*Assigned task*:
Could you filter the records below down to the lines that include the word "count"?

★ ★ ★ ★ ★ ★ ★

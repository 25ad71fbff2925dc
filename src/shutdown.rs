//! Signal handling for cooperative shutdown.
//!
//! The first SIGINT/SIGTERM cancels the returned token: workers stop taking
//! new items and let in-flight adapter calls finish. A second signal exits
//! immediately with status 130.

use std::sync::Arc;
use std::sync::atomic::{AtomicU32, Ordering};

use tokio_util::sync::CancellationToken;
use tracing::{info, warn};

/// Install signal handlers and return the token they cancel.
pub fn install_signal_handler() -> std::io::Result<CancellationToken> {
    let token = CancellationToken::new();
    let count = Arc::new(AtomicU32::new(0));

    #[cfg(unix)]
    let mut sigterm = tokio::signal::unix::signal(tokio::signal::unix::SignalKind::terminate())?;

    let handler_token = token.clone();
    tokio::spawn(async move {
        loop {
            #[cfg(unix)]
            {
                tokio::select! {
                    _ = tokio::signal::ctrl_c() => {}
                    _ = sigterm.recv() => {}
                }
            }

            #[cfg(not(unix))]
            {
                if tokio::signal::ctrl_c().await.is_err() {
                    return;
                }
            }

            if count.fetch_add(1, Ordering::SeqCst) == 0 {
                info!("Shutdown requested, letting in-flight transfers finish (signal again to force)");
                handler_token.cancel();
            } else {
                warn!("Force exit requested");
                std::process::exit(130);
            }
        }
    });

    Ok(token)
}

★ ★ ★ ★ ★ ★ ★

*Answer for the task*:
    let count = Arc::new(AtomicU32::new(0));
            if count.fetch_add(1, Ordering::SeqCst) == 0 {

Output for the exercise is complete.